Horror is a strange genre where creators actually want their audiences to feel disgusted, uncomfortable and terrified. Powerless. Despite these inherently unappealing advertising qualities, the market for horror games is strong heading into 2017.

Gaming’s horror industry has been steadily expanding since the release of Amnesia: The Dark Descent in 2010. Amnesia proved there was an audience for horror games in the modern era, but at the time there simply weren’t many other similar games on store shelves (yes, people still went to stores to buy games in 2010).

More recently, the genre has been bolstered by popular, mainstream titles like Outlast, Five Nights at Freddy’s, Layers of Fear, Until Dawn and even the PT demo, a project from Hideo Kojima and Guillermo del Toro that rose to cult status after Konami suddenly cancelled the full game (Silent Hills) in 2014. Resident Evil 7: Biohazard came out at the end of January — complete with PlayStation VR support — and within weeks, Capcom had shipped more than 3 million copies of the game worldwide.

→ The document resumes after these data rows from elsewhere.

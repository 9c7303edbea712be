//! Anonymous recipient gateway: resolves tokens, checks access codes, and
//! hands out the filtered profile.

use std::sync::Arc;

use chrono::{DateTime, Utc};
use serde::{Deserialize, Serialize};
use tracing::{info, warn};

use livepet_core::result::AppResult;
use livepet_database::ShareStore;
use livepet_entity::access_log::{NewAccessLogEntry, SUMMARY_SECTION};
use livepet_entity::share::{ShareGrant, ShareState};

use super::link::LinkService;
use super::profile::{ProfileLoader, SharedProfile};
use crate::context::ClientInfo;

/// Why a token cannot be used.
#[derive(Debug, Clone, Copy, PartialEq, Eq, Serialize, Deserialize)]
#[serde(rename_all = "snake_case")]
pub enum DenialReason {
    /// No grant has this token.
    NotFound,
    /// The grant is past its expiry.
    Expired,
    /// The owner revoked the grant.
    Revoked,
    /// Every allowed view has been used.
    ViewLimitReached,
}

impl DenialReason {
    /// Outcome code for this denial.
    pub fn code(self) -> &'static str {
        match self {
            Self::NotFound | Self::Expired => "invalid_or_expired",
            Self::Revoked => "revoked",
            Self::ViewLimitReached => "view_limit_reached",
        }
    }
}

/// What a recipient sees before entering the access code.
#[derive(Debug, Clone, Serialize, Deserialize)]
pub struct ShareChallenge {
    /// Recipient display name.
    pub recipient_name: Option<String>,
    /// Personal note from the owner.
    pub message: Option<String>,
    /// Hard expiry of the grant.
    pub expires_at: DateTime<Utc>,
}

/// Result of a gateway call.
#[derive(Debug, Clone)]
pub enum AccessOutcome {
    /// The token cannot be used.
    Denied(DenialReason),
    /// The grant is usable but needs its access code.
    CodeRequired(ShareChallenge),
    /// The supplied code did not match.
    InvalidCode,
    /// Access granted; one view was consumed.
    Granted(Box<SharedProfile>),
}

impl AccessOutcome {
    /// Logical outcome code.
    pub fn code(&self) -> &'static str {
        match self {
            Self::Denied(reason) => reason.code(),
            Self::CodeRequired(_) => "code_required",
            Self::InvalidCode => "invalid_code",
            Self::Granted(_) => "ok",
        }
    }
}

/// Gateway for share links. Never grants access on a store error.
#[derive(Clone)]
pub struct AccessService {
    shares: Arc<dyn ShareStore>,
    profiles: ProfileLoader,
}

impl std::fmt::Debug for AccessService {
    fn fmt(&self, f: &mut std::fmt::Formatter<'_>) -> std::fmt::Result {
        f.debug_struct("AccessService")
            .field("profiles", &self.profiles)
            .finish_non_exhaustive()
    }
}

impl AccessService {
    /// Creates a new access service.
    pub fn new(shares: Arc<dyn ShareStore>, profiles: ProfileLoader) -> Self {
        Self { shares, profiles }
    }

    /// First contact with a link.
    ///
    /// Grants without an access code are verified immediately, which
    /// consumes a view.
    pub async fn resolve_share(&self, token: &str, client: &ClientInfo) -> AppResult<AccessOutcome> {
        let now = Utc::now();
        let grant = match self.usable_grant(token, now).await? {
            Ok(grant) => grant,
            Err(reason) => return Ok(AccessOutcome::Denied(reason)),
        };

        if grant.requires_code() {
            return Ok(AccessOutcome::CodeRequired(ShareChallenge {
                recipient_name: grant.recipient_name,
                message: grant.message,
                expires_at: grant.expires_at,
            }));
        }

        self.grant_view(&grant, client, now).await
    }

    /// Check a recipient-supplied access code and, on a match, consume a
    /// view and return the profile.
    pub async fn verify_code(
        &self,
        token: &str,
        code: &str,
        client: &ClientInfo,
    ) -> AppResult<AccessOutcome> {
        let now = Utc::now();
        let grant = match self.usable_grant(token, now).await? {
            Ok(grant) => grant,
            Err(reason) => return Ok(AccessOutcome::Denied(reason)),
        };

        if let Some(expected) = grant.access_code.as_deref() {
            if !LinkService::codes_match(expected, code) {
                warn!(share_id = %grant.id, "Share access code mismatch");
                self.log_attempt(&grant, false, client, now).await;
                return Ok(AccessOutcome::InvalidCode);
            }
        }

        self.grant_view(&grant, client, now).await
    }

    /// Look the token up and run the gates in order: existence, expiry,
    /// revocation, view cap.
    async fn usable_grant(
        &self,
        token: &str,
        now: DateTime<Utc>,
    ) -> AppResult<Result<ShareGrant, DenialReason>> {
        if !LinkService::is_well_formed_token(token) {
            return Ok(Err(DenialReason::NotFound));
        }
        let Some(grant) = self.shares.find_share_by_token(token).await? else {
            return Ok(Err(DenialReason::NotFound));
        };
        Ok(match grant.state_at(now) {
            ShareState::Active => Ok(grant),
            ShareState::Expired => Err(DenialReason::Expired),
            ShareState::Revoked => Err(DenialReason::Revoked),
            ShareState::Exhausted => Err(DenialReason::ViewLimitReached),
        })
    }

    async fn grant_view(
        &self,
        grant: &ShareGrant,
        client: &ClientInfo,
        now: DateTime<Utc>,
    ) -> AppResult<AccessOutcome> {
        // Another request may have used the last view since the gates ran.
        let Some(consumed) = self.shares.consume_view(grant.id, now).await? else {
            let current = self.shares.find_share_by_id(grant.id).await?;
            let reason = match current.map(|g| g.state_at(now)) {
                None => DenialReason::NotFound,
                Some(ShareState::Expired) => DenialReason::Expired,
                Some(ShareState::Revoked) => DenialReason::Revoked,
                Some(_) => DenialReason::ViewLimitReached,
            };
            info!(share_id = %grant.id, reason = reason.code(), "Share view refused at consume");
            return Ok(AccessOutcome::Denied(reason));
        };

        self.log_attempt(&consumed, true, client, now).await;
        info!(
            share_id = %consumed.id,
            pet_id = %consumed.pet_id,
            views_count = consumed.views_count,
            "Shared health profile viewed"
        );

        let profile = self.profiles.load_profile(&consumed).await?;
        Ok(AccessOutcome::Granted(Box::new(profile)))
    }

    async fn log_attempt(
        &self,
        grant: &ShareGrant,
        success: bool,
        client: &ClientInfo,
        now: DateTime<Utc>,
    ) {
        let entry = NewAccessLogEntry {
            share_id: grant.id,
            viewed_section: SUMMARY_SECTION.to_string(),
            success,
            ip_address: client.ip_address.clone(),
            user_agent: client.user_agent.clone(),
            accessed_at: now,
        };
        if let Err(e) = self.shares.append_access_log(&entry).await {
            warn!(share_id = %grant.id, success, error = %e, "Failed to write share access log");
        }
    }
}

Perhaps Outlast entered the market at a fortunate time, but it succeeded because it’s a heart-pounding, polished horror experience. Outlast’s success gave Morin a chance to breathe, grow his team and plot the sequel he really wanted.

The desert isn’t always dry in Outlast 2 (Image credit: Red Barrels)

Morin and the Red Barrels crew chose Arizona precisely because it was so different than the asylum, and they craved a challenge. The team spent roughly a year tweaking the landscape until they found a “sweet spot” where the open canyon felt as claustrophobic as the halls of a fortified, bloody hospital. This was a necessary creative step.

“I think it’s important, whether you are working on a new IP or a sequel, you gotta find ways to put you as a developer a bit on edge, so that you don’t feel too comfortable,” Morin says. “Because that stimulates creativity. You have to give yourself these challenges, even if you don’t have any idea of the solution.”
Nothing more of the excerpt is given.